Adam Himmelsbach of The Boston Globe:

As second-rounders, neither Jackson nor Bentil count against the cap until signed. So, the Celtics — with a little cap space plus the room exception and minimum-salary exceptions available — might wait a while to officially sign either player.

Jackson would give Boston 16 players — one more than the regular-season roster limit — with guaranteed salaries. Obviously, the Celtics will have to make a move — a big one, they surely hope.

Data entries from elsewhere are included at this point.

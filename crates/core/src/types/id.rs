//! Newtype IDs for applications and contracts.
//!
//! Arkane identifies registered applications with opaque strings and smart
//! contracts with unsigned integers. Wrapping both prevents passing a contract
//! id where an application id is expected.

use core::fmt;

use serde::{Deserialize, Serialize};
use thiserror::Error;

/// Errors that can occur when parsing an [`AppId`].
#[derive(Error, Debug, Clone, PartialEq, Eq)]
pub enum AppIdError {
    /// The id contains a character outside the unreserved URI set.
    #[error("app id '{id}' contains '{found}'; only letters, digits, '-', '.', '_' and '~' are allowed")]
    InvalidCharacter {
        /// The rejected input.
        id: String,
        /// First offending character.
        found: char,
    },
    /// The id is `.` or `..`, which would be resolved as a relative path.
    #[error("app id '{0}' is a relative path segment")]
    DotSegment(String),
}

/// Identifier of an application registered with the Arkane business API.
///
/// The empty identifier is the [`AppId::INVALID`] sentinel. It is also the
/// default, so a configuration that never sets an application id resolves to
/// the sentinel and every contract endpoint refuses to build.
///
/// The id is spliced into URI paths, so it must be a single path segment
/// made of RFC 3986 unreserved characters.
///
/// # Example
///
/// ```rust
/// use arkane_core::AppId;
///
/// assert!(!AppId::default().is_valid());
/// assert!(AppId::parse("42").unwrap().is_valid());
/// assert_eq!(AppId::parse("42").unwrap().to_string(), "42");
///
/// assert!(AppId::parse("../wallets").is_err());
/// assert!(AppId::parse("app 1").is_err());
/// ```
#[derive(Debug, Clone, PartialEq, Eq, Hash, Default, Serialize, Deserialize)]
#[serde(try_from = "String", into = "String")]
pub struct AppId(String);

impl AppId {
    /// The sentinel used when no application has been configured.
    pub const INVALID: Self = Self(String::new());

    /// Parse an application id. The empty string parses to [`AppId::INVALID`].
    ///
    /// # Errors
    ///
    /// Returns an error if the input:
    /// - Contains a character other than ASCII letters, digits, `-`, `.`, `_`, `~`
    /// - Is exactly `.` or `..`
    pub fn parse(s: &str) -> Result<Self, AppIdError> {
        if let Some(found) = s
            .chars()
            .find(|c| !(c.is_ascii_alphanumeric() || matches!(c, '-' | '.' | '_' | '~')))
        {
            return Err(AppIdError::InvalidCharacter {
                id: s.to_owned(),
                found,
            });
        }

        if s == "." || s == ".." {
            return Err(AppIdError::DotSegment(s.to_owned()));
        }

        Ok(Self(s.to_owned()))
    }

    /// Whether this id differs from [`AppId::INVALID`].
    #[must_use]
    pub fn is_valid(&self) -> bool {
        !self.0.is_empty()
    }

    /// Get the underlying string value.
    #[must_use]
    pub fn as_str(&self) -> &str {
        &self.0
    }
}

impl fmt::Display for AppId {
    fn fmt(&self, f: &mut fmt::Formatter<'_>) -> fmt::Result {
        f.write_str(&self.0)
    }
}

impl std::str::FromStr for AppId {
    type Err = AppIdError;

    fn from_str(s: &str) -> Result<Self, Self::Err> {
        Self::parse(s)
    }
}

impl TryFrom<String> for AppId {
    type Error = AppIdError;

    fn try_from(s: String) -> Result<Self, Self::Error> {
        Self::parse(&s)
    }
}

impl From<AppId> for String {
    fn from(id: AppId) -> Self {
        id.0
    }
}

/// Numeric identifier of an Arkane smart contract.
#[derive(Debug, Clone, Copy, PartialEq, Eq, PartialOrd, Ord, Hash, Serialize, Deserialize)]
#[serde(transparent)]
pub struct ContractId(u64);

impl ContractId {
    /// Create a new ID from a u64 value.
    #[must_use]
    pub const fn new(id: u64) -> Self {
        Self(id)
    }

    /// Get the underlying u64 value.
    #[must_use]
    pub const fn as_u64(&self) -> u64 {
        self.0
    }
}

impl fmt::Display for ContractId {
    fn fmt(&self, f: &mut fmt::Formatter<'_>) -> fmt::Result {
        write!(f, "{}", self.0)
    }
}

impl From<u64> for ContractId {
    fn from(id: u64) -> Self {
        Self(id)
    }
}

impl From<ContractId> for u64 {
    fn from(id: ContractId) -> Self {
        id.0
    }
}

#[cfg(test)]
#[allow(clippy::unwrap_used)]
mod tests {
    use super::*;

    #[test]
    fn test_default_app_id_is_invalid() {
        assert_eq!(AppId::default(), AppId::INVALID);
        assert!(!AppId::INVALID.is_valid());
    }

    #[test]
    fn test_app_id_display() {
        let app = AppId::parse("2f0d1c3e-app").unwrap();
        assert!(app.is_valid());
        assert_eq!(format!("{app}"), "2f0d1c3e-app");
        assert_eq!(app.as_str(), "2f0d1c3e-app");
    }

    #[test]
    fn test_app_id_serde_is_transparent() {
        let app: AppId = serde_json::from_str("\"42\"").unwrap();
        assert_eq!(app, AppId::parse("42").unwrap());
        assert_eq!(serde_json::to_string(&app).unwrap(), "\"42\"");
    }

    #[test]
    fn test_parse_empty_is_invalid_sentinel() {
        assert_eq!(AppId::parse("").unwrap(), AppId::INVALID);
    }

    #[test]
    fn test_parse_accepts_unreserved_characters() {
        for id in ["42", "c0ffee-app", "my_app.v2", "a~b", "..."] {
            assert!(AppId::parse(id).is_ok(), "{id} should parse");
        }
    }

    #[test]
    fn test_parse_rejects_path_characters() {
        assert_eq!(
            AppId::parse("../../wallets"),
            Err(AppIdError::InvalidCharacter {
                id: "../../wallets".to_string(),
                found: '/',
            })
        );
        assert!(matches!(
            AppId::parse("app 1"),
            Err(AppIdError::InvalidCharacter { found: ' ', .. })
        ));
        assert!(matches!(
            AppId::parse("42?x=1"),
            Err(AppIdError::InvalidCharacter { found: '?', .. })
        ));
        assert!(matches!(
            AppId::parse("a%2Fb"),
            Err(AppIdError::InvalidCharacter { found: '%', .. })
        ));
    }

    #[test]
    fn test_parse_rejects_dot_segments() {
        assert_eq!(AppId::parse(".."), Err(AppIdError::DotSegment("..".to_string())));
        assert_eq!(AppId::parse("."), Err(AppIdError::DotSegment(".".to_string())));
    }

    #[test]
    fn test_deserialize_rejects_path_characters() {
        assert!(serde_json::from_str::<AppId>("\"../wallets\"").is_err());
    }

    #[test]
    fn test_contract_id_conversions() {
        let id = ContractId::from(7_u64);
        assert_eq!(id.as_u64(), 7);
        assert_eq!(u64::from(id), 7);
        assert_eq!(id.to_string(), "7");
    }

    #[test]
    fn test_contract_id_serde_is_transparent() {
        let id: ContractId = serde_json::from_str("1234").unwrap();
        assert_eq!(id, ContractId::new(1234));
    }
}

Any deal could avoid a point guard, because Jackson makes four with Isaiah Thomas, Marcus Smart, Terry Rozier. Most teams carry just three.

With this roster crunch, Bentil will probably head to the D-League after training camp. The partial guarantee is likely just designed to entice him to stick in Boston’s system rather than sign overseas.

This leaves just No. 58 pick Abdel Nader unaccounted for among the Celtics eight (!) 2016 draft picks.